The TRINEFLEX project supports energy-intensive industries (like glass, copper, aluminium, and water) in becoming more flexible and sustainable. It does this by offering an all-in-one digital toolkit that helps manage a plant’s operations and transition to cleaner energy use.

This toolkit uses advanced data, digital twins, and smart decision systems to improve efficiency and lower emissions. It will be tested at five industrial sites, with a focus on technologies like energy efficiency, clean fuels, and carbon capture.

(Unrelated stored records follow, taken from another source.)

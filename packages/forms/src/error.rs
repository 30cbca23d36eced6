use thiserror::Error;

use crate::validate::FieldErrors;

/// A remote call failed outright instead of returning an error descriptor.
#[derive(Debug, Clone, PartialEq, Eq, Error)]
pub enum ServiceError {
    /// The request never produced a response (network, timeout, decoding).
    #[error("request failed: {0}")]
    Transport(String),
    /// The server answered with a failure of its own.
    #[error("server error: {0}")]
    Server(String),
}

/// Why [`FormState::begin_submit`](crate::FormState::begin_submit) refused
/// to start a submission.
#[derive(Debug, Clone, PartialEq, Eq, Error)]
pub enum SubmitBlocked {
    #[error("a submission is already in flight")]
    Busy,
    #[error("{} field(s) failed validation", .0.len())]
    Invalid(FieldErrors),
}
//! Registration input and the result shape shared by both remote calls.

use serde::{Deserialize, Serialize};
use validator::Validate;

/// Values collected by the sign-up form.
///
/// The `validate` attributes are the form's schema; see [`crate::validate`]
/// for how failures are turned into per-field messages.
#[derive(Clone, Debug, Default, PartialEq, Eq, Serialize, Deserialize, Validate)]
pub struct RegistrationInput {
    #[validate(
        length(min = 1, code = "required", message = "email is a required field"),
        email(message = "email must be a valid email")
    )]
    pub email: String,

    #[validate(length(min = 1, code = "required", message = "username is a required field"))]
    pub username: String,

    #[validate(length(min = 1, code = "required", message = "password is a required field"))]
    pub password: String,

    #[validate(must_match(other = "password", message = "passwords don't match"))]
    pub confirm_password: String,
}

impl RegistrationInput {
    pub fn new(
        email: impl Into<String>,
        username: impl Into<String>,
        password: impl Into<String>,
        confirm_password: impl Into<String>,
    ) -> Self {
        Self {
            email: email.into(),
            username: username.into(),
            password: password.into(),
            confirm_password: confirm_password.into(),
        }
    }

    pub fn get(&self, field: Field) -> &str {
        match field {
            Field::Email => &self.email,
            Field::Username => &self.username,
            Field::Password => &self.password,
            Field::ConfirmPassword => &self.confirm_password,
        }
    }

    pub fn set(&mut self, field: Field, value: String) {
        match field {
            Field::Email => self.email = value,
            Field::Username => self.username = value,
            Field::Password => self.password = value,
            Field::ConfirmPassword => self.confirm_password = value,
        }
    }
}

/// A single form field.
#[derive(Clone, Copy, Debug, PartialEq, Eq, PartialOrd, Ord, Hash)]
pub enum Field {
    Email,
    Username,
    Password,
    ConfirmPassword,
}

impl Field {
    /// All fields, in display order.
    pub const ALL: [Field; 4] = [
        Field::Email,
        Field::Username,
        Field::Password,
        Field::ConfirmPassword,
    ];

    /// Wire name, matching the serialized [`RegistrationInput`] keys.
    pub fn name(self) -> &'static str {
        match self {
            Field::Email => "email",
            Field::Username => "username",
            Field::Password => "password",
            Field::ConfirmPassword => "confirm_password",
        }
    }

    pub fn from_name(name: &str) -> Option<Self> {
        Self::ALL.into_iter().find(|f| f.name() == name)
    }
}

/// Result of a registration or sign-in call.
///
/// Both collaborators answer with an optional error descriptor; `{}` means
/// success.
#[derive(Clone, Debug, Default, PartialEq, Eq, Serialize, Deserialize)]
pub struct AuthResponse {
    #[serde(default, skip_serializing_if = "Option::is_none")]
    pub error: Option<String>,
}

impl AuthResponse {
    pub fn ok() -> Self {
        Self::default()
    }

    pub fn failed(message: impl Into<String>) -> Self {
        Self {
            error: Some(message.into()),
        }
    }

    /// The error message, if any. An empty message counts as no error.
    pub fn error_message(&self) -> Option<&str> {
        self.error.as_deref().filter(|e| !e.is_empty())
    }
}
//! Sign-up page view.

use dioxus::prelude::*;
use forms::{Destination, SignUpConfig};
use ui::SignUpForm;

use crate::Route;

/// Sign-up page component.
#[component]
pub fn SignUp() -> Element {
    let nav = use_navigator();
    let config = use_context::<SignUpConfig>();

    let on_navigate = move |to: Destination| match to {
        Destination::Profile => {
            nav.push(Route::Profile {});
        }
        Destination::SignIn => {
            nav.push(Route::SignIn {});
        }
    };

    rsx! {
        div {
            class: "page",
            SignUpForm { config, on_navigate }
        }
    }
}
//! Thin presentational components used by the sign-up page.

mod button;
mod input;

pub use button::Button;
pub use input::Input;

The FIREFLY project is an EU-funded research initiative aimed at driving the catalyst-based chemical industry towards electrification while reducing external reliance on metals and fossil fuels. The FIREFLY concept utilises electricity issued from renewable energy sources (RES) to manufacture (electro)catalysts from secondary resources, presenting a novel sustainable approach that will significantly reduce production costs. This initiative underscores a commitment to circularity, introducing more profitable routes for the chemical industry by predominantly using spent, waste, and off-specifications catalysts from various industrial applications.

The aim of the project is to demonstrate the HAlMan process for Mn and Mn alloys production in pilot scale. These metals will be further used to produce several tons of Mn-containing commercial steels and aluminum alloys. In addition, the project aims to produce manganese dioxide for battery applications and demonstrate the production of metallurgical grade alumina and commercial cements from process byproducts. The mapping and extraction of Critical Raw Materials, including Rare Earth Elements (REEs), is the other aim of HAlMan.

 METAWAVE hopes to cut energy use, reduce CO₂ emissions, and boost productivity, by replacing traditional high-temperature heating methods,. The project also explores new eco-friendly materials, smarter control systems, and the use of renewable energy through a virtual power plant.

Expected results by 2032 include saving 420 GWh of energy, avoiding over 95,000 tons of CO₂ emissions, increasing productivity by 19%, creating over new jobs, and generating more than €230 million in revenue. The project will be tested in real factories in the ceramics, asphalt, and aluminium industries.

The EU-funded HYPER project aims to demonstrate a scalable, modular electrochemical process for hydrogen peroxide (H₂O₂) production that is more energy-efficient than the conventional anthraquinone process, which relies heavily on natural gas. Its key innovation is the use of persulfate as a stable oxidation intermediate, enabling both renewable electricity storage and on-demand, on-site H₂O₂ production. By achieving demonstration at TRL6 and integrating the process into the pulp and paper, textile, and coatings/chemicals value chains, HYPER will showcase the potential of a safer, circular, and cost-competitive electrified technology for H₂O₂ production.

CAPTUS will demonstrate sustainable and cost-effective pathways to produce high-added value renewable energy carriers (REC) in energy-intensive industries by valorizing industrial carbon emissions and integrating renewable electricity surplus. Three complete REC value chains will be demonstrated at 3 different demonstration sites:

1. A bioprocess based on a two-stage fermentation to produce triglycerides in a steel plant.
2. Lipids-rich microalgae cultivation followed by hydrothermal liquefaction to produce bio-oils in a chemical plant.
3. Electrochemical reduction of CO₂to produce formic acid in a cement plant.